Des membres de l'opposition ont aussitôt contesté le chiffre le qualifiant "d'irréaliste". En soirée, la Coalition nationale pour le changement (CNC), une coalition de l'opposition comprenant deux des candidats qui se sont retirés, a estimé que le taux de participation de "cette parodie d'élection (...) oscille entre 15 et 18%"
Le parti de Ouattara a défendu la position de la CEI à travers son porte-parole Joel N'Guessan: "Déjà les voix de l'opposition s'élèvent pour parler de manipulation (...) Le comportement de ces éternels perdants n'est pas digne ni responsable".
"Il n'est point question que les résultats provisoires ou définitifs (...) soient remis en cause de manière irresponsable et surtout sans preuves. La page des élections calamiteuses est tournée", a-t-il conclu.
Les observateurs s'attendaient à une faible participation, en tout cas bien inférieure à celle de 2010 lorsqu'elle avait frôlé les 80%. Ce chiffre "exceptionnel" correspondait à une élection de "sortie de crise" organisée après d'innombrables reports depuis 2005 et avec trois candidats majeurs (Ouattara et les anciens présidents Laurent Gbagbo et Henri Konan Bédié, qui soutient aujourd'hui Ouattara), selon un haut responsable ivoirien.

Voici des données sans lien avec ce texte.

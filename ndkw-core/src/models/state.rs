use std::time::Duration;

use chrono::{DateTime, Utc};
use serde::{Deserialize, Serialize};

use super::device::Device;
use super::session::serde_secs;

/// Observable recorder state.
///
/// ```text
/// stopped ──start──→ recording ──stop──→ stopped
/// ```
#[derive(Debug, Clone, PartialEq, Eq, Serialize, Deserialize)]
#[serde(tag = "state", rename_all = "camelCase", rename_all_fields = "camelCase")]
pub enum RecordingStatus {
    Stopped,
    Recording {
        started_at: DateTime<Utc>,
        #[serde(rename = "cacheDurationSecs", with = "serde_secs")]
        cache_duration: Duration,
        devices: Vec<Device>,
    },
}

impl RecordingStatus {
    pub fn is_recording(&self) -> bool {
        matches!(self, Self::Recording { .. })
    }
}

#[cfg(test)]
mod tests {
    use super::*;
    use crate::models::device::DeviceKind;
    use chrono::TimeZone;

    #[test]
    fn stopped_json() {
        let json = serde_json::to_value(RecordingStatus::Stopped).unwrap();
        assert_eq!(json, serde_json::json!({"state": "stopped"}));
    }

    #[test]
    fn recording_json_round_trip() {
        let status = RecordingStatus::Recording {
            started_at: Utc.timestamp_millis_opt(1_700_000_000_000).unwrap(),
            cache_duration: Duration::from_secs(30),
            devices: vec![Device::new("mic", "Mic", DeviceKind::Input)],
        };
        let json = serde_json::to_value(&status).unwrap();
        assert_eq!(json["state"], "recording");
        assert_eq!(json["cacheDurationSecs"], 30.0);
        assert!(json.get("startedAt").is_some());

        let back: RecordingStatus = serde_json::from_value(json).unwrap();
        assert_eq!(back, status);
        assert!(back.is_recording());
    }
}
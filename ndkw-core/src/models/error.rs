use thiserror::Error;
use uuid::Uuid;

use crate::codec::CodecError;

/// Errors surfaced by the recorder and its storage.
#[derive(Debug, Error, Clone, PartialEq, Eq)]
pub enum CaptureError {
    #[error("a recording is already in progress")]
    AlreadyRecording,

    #[error("no recording is in progress")]
    NotRecording,

    #[error("unknown device: {0}")]
    UnknownDevice(String),

    #[error("no devices were requested")]
    NoDevices,

    #[error("device not available")]
    DeviceNotAvailable,

    #[error("configuration failed: {0}")]
    ConfigurationFailed(String),

    #[error("storage error: {0}")]
    StorageError(String),

    #[error("queued recording not found: {0}")]
    QueueItemNotFound(Uuid),

    #[error("capture backend error: {0}")]
    Backend(String),

    #[error("session container error: {0}")]
    Codec(String),
}

impl From<CodecError> for CaptureError {
    fn from(err: CodecError) -> Self {
        match err {
            CodecError::Io(io) => Self::StorageError(io.to_string()),
            other => Self::Codec(other.to_string()),
        }
    }
}

impl CaptureError {
    pub(crate) fn storage(context: &str, err: impl std::fmt::Display) -> Self {
        Self::StorageError(format!("{}: {}", context, err))
    }
}
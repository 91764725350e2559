//! Protocol client used by front ends and the integration tests.
//!
//! Transport failures never surface as I/O errors: they come back as result
//! frames carrying `timeout`, `disconnected`, `notConnected` or `noResponse`.

use std::time::Duration;

use serde::de::DeserializeOwned;
use serde_json::Value;
use tokio::io::{AsyncRead, AsyncReadExt, AsyncWrite, AsyncWriteExt, ReadHalf, WriteHalf};
use tokio::net::{TcpStream, ToSocketAddrs};

use crate::protocol::frame::{self, MAX_RESPONSE_LEN};
use crate::protocol::{handshake, ProtocolError, Request, ResultCode, ResultFrame};

pub struct ServiceClient<S> {
    reader: ReadHalf<S>,
    writer: WriteHalf<S>,
    version: u16,
    timeout: Option<Duration>,
    closed: bool,
}

impl ServiceClient<TcpStream> {
    pub async fn connect_tcp<A: ToSocketAddrs>(addr: A, versions: &[u16]) -> Result<Self, ProtocolError> {
        let stream = TcpStream::connect(addr).await?;
        stream.set_nodelay(true)?;
        Self::connect(stream, versions).await
    }
}

impl<S> ServiceClient<S>
where
    S: AsyncRead + AsyncWrite + Unpin,
{
    /// Negotiate a protocol version over an established stream.
    pub async fn connect(stream: S, versions: &[u16]) -> Result<Self, ProtocolError> {
        let (mut reader, mut writer) = tokio::io::split(stream);
        let version = handshake::connect(&mut reader, &mut writer, versions).await?;
        Ok(Self {
            reader,
            writer,
            version,
            timeout: None,
            closed: false,
        })
    }

    pub fn version(&self) -> u16 {
        self.version
    }

    /// Bound each call. A call that times out leaves the stream mid-frame,
    /// so the client refuses further calls afterwards.
    pub fn set_timeout(&mut self, timeout: Option<Duration>) {
        self.timeout = timeout;
    }

    pub fn is_connected(&self) -> bool {
        !self.closed
    }

    /// Call `endpoint`. Any attached content is read and discarded.
    pub async fn call(&mut self, endpoint: &str, argument: Option<&Value>) -> ResultFrame {
        match self.round_trip(endpoint, argument).await {
            Ok((result, _)) => result,
            Err(result) => result,
        }
    }

    /// Call `endpoint` and decode its `data`.
    pub async fn call_json<T: DeserializeOwned>(
        &mut self,
        endpoint: &str,
        argument: Option<&Value>,
    ) -> Result<T, ResultFrame> {
        let result = self.call(endpoint, argument).await;
        if !result.is_success() {
            return Err(result);
        }
        result
            .data_as()
            .map_err(|e| ResultFrame::failure(ResultCode::NoResponse, format!("unexpected result data: {}", e)))
    }

    /// Call a content endpoint and return the attached bytes.
    pub async fn call_content(&mut self, endpoint: &str, argument: Option<&Value>) -> Result<Vec<u8>, ResultFrame> {
        let (result, content) = self.round_trip(endpoint, argument).await?;
        if !result.is_success() {
            return Err(result);
        }
        content.ok_or_else(|| ResultFrame::failure(ResultCode::NoResponse, "result carried no content"))
    }

    async fn round_trip(
        &mut self,
        endpoint: &str,
        argument: Option<&Value>,
    ) -> Result<(ResultFrame, Option<Vec<u8>>), ResultFrame> {
        if self.closed {
            return Err(ResultFrame::failure(ResultCode::NotConnected, "connection is closed"));
        }

        let argument = argument.map(Value::to_string);
        let request = Request::format(endpoint, argument.as_deref());
        let exchange = exchange(&mut self.reader, &mut self.writer, request.as_bytes());
        let outcome = match self.timeout {
            Some(limit) => match tokio::time::timeout(limit, exchange).await {
                Ok(outcome) => outcome,
                Err(_) => Err(ResultFrame::failure(
                    ResultCode::Timeout,
                    format!("{} did not answer within {:?}", endpoint, limit),
                )),
            },
            None => exchange.await,
        };

        if let Err(failure) = &outcome {
            log::debug!("{} failed on the transport: {:?}", endpoint, failure.code);
            self.closed = true;
        }
        outcome
    }
}

async fn exchange<R, W>(
    reader: &mut R,
    writer: &mut W,
    request: &[u8],
) -> Result<(ResultFrame, Option<Vec<u8>>), ResultFrame>
where
    R: AsyncRead + Unpin,
    W: AsyncWrite + Unpin,
{
    let sent = async {
        frame::write_frame(writer, request).await?;
        writer.flush().await?;
        Ok::<_, ProtocolError>(())
    };
    sent.await
        .map_err(|e| ResultFrame::failure(ResultCode::Disconnected, format!("send failed: {}", e)))?;

    let payload = match frame::read_frame(reader, MAX_RESPONSE_LEN).await {
        Ok(Some(payload)) => payload,
        Ok(None) => return Err(ResultFrame::failure(ResultCode::Disconnected, "server closed the connection")),
        Err(ProtocolError::Io(e)) => {
            return Err(ResultFrame::failure(ResultCode::Disconnected, format!("receive failed: {}", e)))
        }
        Err(e) => return Err(ResultFrame::failure(ResultCode::NoResponse, e.to_string())),
    };

    let result: ResultFrame = serde_json::from_slice(&payload)
        .map_err(|e| ResultFrame::failure(ResultCode::NoResponse, format!("malformed result: {}", e)))?;

    let content = match result.content_length {
        Some(length) => {
            let mut content = Vec::new();
            let read = reader
                .take(length)
                .read_to_end(&mut content)
                .await
                .map_err(|e| ResultFrame::failure(ResultCode::Disconnected, format!("receive failed: {}", e)))?;
            if read as u64 != length {
                return Err(ResultFrame::failure(
                    ResultCode::Disconnected,
                    format!("content ended after {} of {} bytes", read, length),
                ));
            }
            Some(content)
        }
        None => None,
    };
    Ok((result, content))
}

Pour le résultat officiel, il faudra donc attendre mardi.
"L'issue est connue. On ne peut pas dire que le suspense soit haletant", a ironisé un observateur étranger misant sur la victoire dès le premier tour du président Ouattara, 73 ans.
L'opposant Pascal Affi N'Guessan, représentant du FPI, le parti de l'ancien président Gbagbo, devrait arriver en deuxième position sur un total de sept candidats. Une partie du FPI a appelé au boycott.
- 'Volonté du peuple ivoirien' -
Cette élection, dans la première économie d'Afrique de l'Ouest et leader mondial de la production de cacao, est considérée par la communauté internationale comme cruciale pour tourner définitivement la page des violences meurtrières (3000 morts en 5 mois) qui avaient suivi la victoire en 2010 de Ouattara sur son prédécesseur Gbagbo.
L'ancien président nigérian Olusegun Obasanjo, qui conduisait une délégation de la Communauté économique des États d'Afrique de l'Ouest (Cédéao) s'est déclaré satisfait: "Les élections vont refléter la volonté du peuple de Côte d'Ivoire".
L'Union africaine et les Etats-Unis ont aussi validé le scrutin, l'ambassadeur américain "espérant que les résultats du premier tour qui seront annoncés soient acceptés par tous ceux qui contestaient le scrutin".
Parmi les problèmes recensés pendant le scrutin, de nombreux retards à l'ouverture des bureaux et des difficultés concernant les tablettes anti-fraude, a constaté l'AFP.
Grand absent du scrutin, l'ex-président Gbagbo attend son jugement pour crimes contre l'humanité par la Cour pénale internationale dans une cellule au Pays-Bas.